La Guardia di Finanza ha chiesto al colosso degli “affitti brevi” Airbnb, il conto per le imposte non riscosse. Si tratta di una indagine su 779 milioni di euro che la piattaforma non ha trattenuto agli host e che non ha versato nelle casse dell’erario e che adesso, secondo la GdF è il momento di versare.

Adesso occorrerà verificare se Airbnb verserà le imposte o si rivarrà sugli host a cui doveva essere applicata l’imposta.

Già a maggio, la Guardia di Finanza di Milano aveva raccomandato all’Agenzia delle Entrate di avviare un accertamento fiscale formale nei confronti della filiale di Airbnb in Irlanda in relazione alla Legge del 2017 e agli obblighi di ritenuta fiscale associati agli host non professionali per un importo di 779 milioni di euro, che sarà la base delle negoziazioni tra l’Agenzia e la società.

Nonostante Airbnb – che ha un obbligo di ritenuta al 21% – mantenga la posizione secondo cui non rientra nell’ambito di applicazione dell’obbligo di ritenuta, sia la società che l’Agenzia delle Entrate stanno collaborando per risolvere la questione.

Parallelamente, la Procura sta conducendo un’indagine sulla traccia del “modello Milano”, impegnato a contrastare l’evasione fiscale da parte dei colossi del web. Nel 2017 è stato introdotto (art. 4, dl 50/2017) il regime fiscale per le locazioni brevi (inferiori a 30 giorni), al di fuori dell’esercizio di attività d’impresa.
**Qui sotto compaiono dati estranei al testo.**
use crate::balance::matrix::BalanceMatrix;
use crate::core::member::MemberId;
use crate::core::money::Money;
use crate::settlement::plan::{SettlementPlan, Transaction};
use std::cmp::Reverse;
use std::collections::{BTreeMap, BinaryHeap};
use thiserror::Error;

/// Errors arising from settlement simplification.
#[derive(Debug, Error)]
pub enum SettleError {
    /// Net positions do not sum to zero. Balances produced by the fold
    /// always do, so this is an upstream data bug — it is surfaced,
    /// never papered over.
    #[error("net positions sum to {residual}, expected exactly zero")]
    Unbalanced { residual: Money },
}

/// Computes a minimal transfer plan from net balances.
///
/// Greedy max/max matching: repeatedly pair the member with the largest
/// outstanding debt against the member with the largest outstanding
/// credit, transfer the smaller of the two, and push the remainder back.
/// Each step fully clears at least one member, which bounds the plan at
/// `N − 1` transactions for `N` members with nonzero position.
///
/// Ties in magnitude break to the ascending member id, so the output is
/// fully deterministic.
pub struct SettlementSimplifier;

impl SettlementSimplifier {
    /// Simplify a folded balance matrix into a transfer plan.
    pub fn simplify(matrix: &BalanceMatrix) -> Result<SettlementPlan, SettleError> {
        Self::simplify_positions(&matrix.positions())
    }

    /// Simplify raw scalar positions (positive = creditor).
    pub fn simplify_positions(
        positions: &BTreeMap<MemberId, Money>,
    ) -> Result<SettlementPlan, SettleError> {
        let residual: Money = positions.values().sum();
        if !residual.is_zero() {
            return Err(SettleError::Unbalanced { residual });
        }

        // Max-heaps keyed (amount, Reverse(member)): equal amounts resolve
        // to the smallest member id.
        let mut creditors: BinaryHeap<(Money, Reverse<MemberId>)> = positions
            .iter()
            .filter(|(_, p)| p.is_positive())
            .map(|(m, p)| (*p, Reverse(m.clone())))
            .collect();
        let mut debtors: BinaryHeap<(Money, Reverse<MemberId>)> = positions
            .iter()
            .filter(|(_, p)| p.is_negative())
            .map(|(m, p)| (p.abs(), Reverse(m.clone())))
            .collect();

        let mut transactions = Vec::new();
        while let (Some((credit, Reverse(creditor))), Some((debt, Reverse(debtor)))) =
            (creditors.pop(), debtors.pop())
        {
            let amount = credit.min(debt);
            transactions.push(Transaction {
                from: debtor.clone(),
                to: creditor.clone(),
                amount,
            });

            let credit_left = credit - amount;
            if credit_left.is_positive() {
                creditors.push((credit_left, Reverse(creditor)));
            }
            let debt_left = debt - amount;
            if debt_left.is_positive() {
                debtors.push((debt_left, Reverse(debtor)));
            }
        }
        // Zero-sum input guarantees both sides exhaust together.
        debug_assert!(creditors.is_empty() && debtors.is_empty());

        Ok(SettlementPlan::new(transactions))
    }
}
A partire dal 1/06/2017, le piattaforme hanno quindi l’obbligo di operare come sostituti d’imposta, riscuotendo la cedolare secca attraverso una ritenuta alla fonte del 21% e comunicando i dati correlati all’autorità fiscale. Airbnb aveva presentato ricorso al Tar del Lazio con l’obiettivo di annullare la decisione del direttore dell’Agenzia delle Entrate ma le richieste avanzate dalla piattaforma sono state respinte. In risposta, la società ha presentato ricorso al Consiglio di Stato, il quale ha chiesto di interpretare gli obblighi imposti dal diritto nazionale agli intermediari di locazioni brevi alla luce del diritto dell’Unione.

Il giornale economico Italia Oggi, sottolinea però che secondo la sentenza emanata dalla Corte di Giustizia della Ue, l’obbligo posto su Airbnb di riscuotere un’imposta sostitutiva al 21% non costituisce una violazione della libera prestazione dei servizi stabilita dall’art. 56 del Trattato sul funzionamento dell’Unione europea. Durante il procedimento, la Gdf ha avviato l’analisi delle imposte non trattenute sui locatori non professionali. La Corte ha escluso che l’obbligo di agire come sostituto d’imposta “vieti, ostacoli o renda meno attraente l’esercizio della libera prestazione dei servizi” in quanto è imposto a tutti. Al contrario l’obbligo di nominare un rappresentante fiscale, costituisce una restrizione alla libera prestazione dei servizi. Airbnb non ha nessun rappresentante fiscale in Italia. Adesso a seguito della sentenza della Corte Europea dovrà pronunciarsi il Consiglio di Stato.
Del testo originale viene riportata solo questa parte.